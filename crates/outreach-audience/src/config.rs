//! Configuration
//!
//! Loaded from TOML; every field has a default. Environment variables
//! override the file, CLI flags override both.

use serde::{Deserialize, Serialize};
use std::path::Path;
use std::time::Duration;

pub const ENV_API_URL: &str = "OUTREACH_API_URL";
pub const ENV_API_KEY: &str = "OUTREACH_API_KEY";
pub const ENV_COMPANY_ID: &str = "OUTREACH_COMPANY_ID";

#[derive(Debug, thiserror::Error)]
pub enum ConfigError {
    #[error("failed to read config: {0}")]
    Io(#[from] std::io::Error),

    #[error("failed to parse config: {0}")]
    Parse(#[from] toml::de::Error),

    #[error("failed to write config: {0}")]
    Serialize(#[from] toml::ser::Error),

    #[error("invalid config: {0}")]
    Invalid(String),
}

#[derive(Debug, Clone, PartialEq, Serialize, Deserialize)]
#[serde(default)]
pub struct AudienceConfig {
    pub company_id: String,
    pub api: ApiConfig,
    pub queue: QueueConfig,
    pub suggest: SuggestConfig,
    pub lifecycle: LifecycleConfig,
}

/// Upper bound for `api.max_retries`; the backoff doubles per attempt
pub const MAX_RETRIES: u32 = 10;

#[derive(Debug, Clone, PartialEq, Serialize, Deserialize)]
#[serde(default)]
pub struct ApiConfig {
    pub base_url: String,
    pub api_key: String,
    pub timeout_secs: u64,
    /// Applies to GET requests only
    pub max_retries: u32,
    pub retry_delay_ms: u64,
}

#[derive(Debug, Clone, PartialEq, Serialize, Deserialize)]
#[serde(default)]
pub struct QueueConfig {
    pub page_size: u32,
}

#[derive(Debug, Clone, PartialEq, Serialize, Deserialize)]
#[serde(default)]
pub struct SuggestConfig {
    pub debounce_ms: u64,
    pub limit: usize,
}

#[derive(Debug, Clone, PartialEq, Serialize, Deserialize)]
#[serde(default)]
pub struct LifecycleConfig {
    /// Refuse to finalize while duplicate pairs remain
    pub block_finalize_on_duplicates: bool,
    /// Field holding the address used for invalid-email counts
    pub email_field: String,
}

impl Default for AudienceConfig {
    fn default() -> Self {
        Self {
            company_id: "default".to_string(),
            api: ApiConfig::default(),
            queue: QueueConfig::default(),
            suggest: SuggestConfig::default(),
            lifecycle: LifecycleConfig::default(),
        }
    }
}

impl Default for ApiConfig {
    fn default() -> Self {
        Self {
            base_url: "http://localhost:8080/v1".to_string(),
            api_key: String::new(),
            timeout_secs: 30,
            max_retries: 3,
            retry_delay_ms: 500,
        }
    }
}

impl Default for QueueConfig {
    fn default() -> Self {
        Self { page_size: 20 }
    }
}

impl Default for SuggestConfig {
    fn default() -> Self {
        Self {
            debounce_ms: 250,
            limit: 10,
        }
    }
}

impl Default for LifecycleConfig {
    fn default() -> Self {
        Self {
            block_finalize_on_duplicates: true,
            email_field: "email".to_string(),
        }
    }
}

impl ApiConfig {
    pub fn timeout(&self) -> Duration {
        Duration::from_secs(self.timeout_secs)
    }

    pub fn retry_delay(&self) -> Duration {
        Duration::from_millis(self.retry_delay_ms)
    }
}

impl SuggestConfig {
    pub fn debounce(&self) -> Duration {
        Duration::from_millis(self.debounce_ms)
    }
}

impl AudienceConfig {
    /// Parse, apply environment overrides and validate.
    /// A missing file yields the defaults.
    pub fn load(path: &Path) -> Result<Self, ConfigError> {
        let mut config = if path.exists() {
            let content = std::fs::read_to_string(path)?;
            Self::from_toml(&content)?
        } else {
            tracing::debug!(path = %path.display(), "config file not found, using defaults");
            Self::default()
        };
        config.apply_env();
        config.validate()?;
        Ok(config)
    }

    pub fn from_toml(content: &str) -> Result<Self, ConfigError> {
        Ok(toml::from_str(content)?)
    }

    pub fn to_toml(&self) -> Result<String, ConfigError> {
        Ok(toml::to_string_pretty(self)?)
    }

    pub fn save(&self, path: &Path) -> Result<(), ConfigError> {
        if let Some(parent) = path.parent() {
            std::fs::create_dir_all(parent)?;
        }
        std::fs::write(path, self.to_toml()?)?;
        Ok(())
    }

    pub fn apply_env(&mut self) {
        self.apply_overrides(|name| std::env::var(name).ok());
    }

    /// Apply overrides from any variable source
    pub fn apply_overrides<F>(&mut self, lookup: F)
    where
        F: Fn(&str) -> Option<String>,
    {
        if let Some(url) = lookup(ENV_API_URL).filter(|v| !v.is_empty()) {
            self.api.base_url = url;
        }
        if let Some(key) = lookup(ENV_API_KEY) {
            self.api.api_key = key;
        }
        if let Some(company) = lookup(ENV_COMPANY_ID).filter(|v| !v.is_empty()) {
            self.company_id = company;
        }
    }

    pub fn validate(&self) -> Result<(), ConfigError> {
        url::Url::parse(&self.api.base_url)
            .map_err(|e| ConfigError::Invalid(format!("api.base_url '{}': {}", self.api.base_url, e)))?;
        if self.company_id.trim().is_empty() {
            return Err(ConfigError::Invalid("company_id must not be blank".into()));
        }
        if self.api.max_retries > MAX_RETRIES {
            return Err(ConfigError::Invalid(format!(
                "api.max_retries must be at most {}, got {}",
                MAX_RETRIES, self.api.max_retries
            )));
        }
        if self.queue.page_size == 0 {
            return Err(ConfigError::Invalid("queue.page_size must be at least 1".into()));
        }
        if self.suggest.limit == 0 {
            return Err(ConfigError::Invalid("suggest.limit must be at least 1".into()));
        }
        if self.lifecycle.email_field.trim().is_empty() {
            return Err(ConfigError::Invalid("lifecycle.email_field must not be blank".into()));
        }
        Ok(())
    }
}

#[cfg(test)]
mod tests {
    use super::*;

    #[test]
    fn test_partial_file_keeps_defaults() {
        let config = AudienceConfig::from_toml(
            r#"
            company_id = "acme"

            [queue]
            page_size = 50
            "#,
        )
        .unwrap();

        assert_eq!(config.company_id, "acme");
        assert_eq!(config.queue.page_size, 50);
        assert_eq!(config.suggest.debounce_ms, 250);
        assert!(config.lifecycle.block_finalize_on_duplicates);
        assert!(config.validate().is_ok());
    }

    #[test]
    fn test_overrides() {
        let mut config = AudienceConfig::default();
        config.apply_overrides(|name| match name {
            ENV_API_URL => Some("https://api.example.com/v2".into()),
            ENV_COMPANY_ID => Some("globex".into()),
            _ => None,
        });
        assert_eq!(config.api.base_url, "https://api.example.com/v2");
        assert_eq!(config.company_id, "globex");
        assert_eq!(config.api.api_key, "");
    }

    #[test]
    fn test_validation() {
        let mut config = AudienceConfig::default();
        config.api.base_url = "not a url".into();
        assert!(matches!(config.validate(), Err(ConfigError::Invalid(_))));

        let mut config = AudienceConfig::default();
        config.queue.page_size = 0;
        assert!(config.validate().is_err());

        let mut config = AudienceConfig::default();
        config.api.max_retries = MAX_RETRIES;
        assert!(config.validate().is_ok());
        config.api.max_retries = 40;
        assert!(matches!(config.validate(), Err(ConfigError::Invalid(_))));
    }

    #[test]
    fn test_toml_round_trip() {
        let config = AudienceConfig::default();
        let text = config.to_toml().unwrap();
        assert_eq!(AudienceConfig::from_toml(&text).unwrap(), config);
    }
}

Your objective.
Whichever lines of the records above hold the word "failed" should all be copied out.

Your response.
    #[error("failed to read config: {0}")]
    #[error("failed to parse config: {0}")]
    #[error("failed to write config: {0}")]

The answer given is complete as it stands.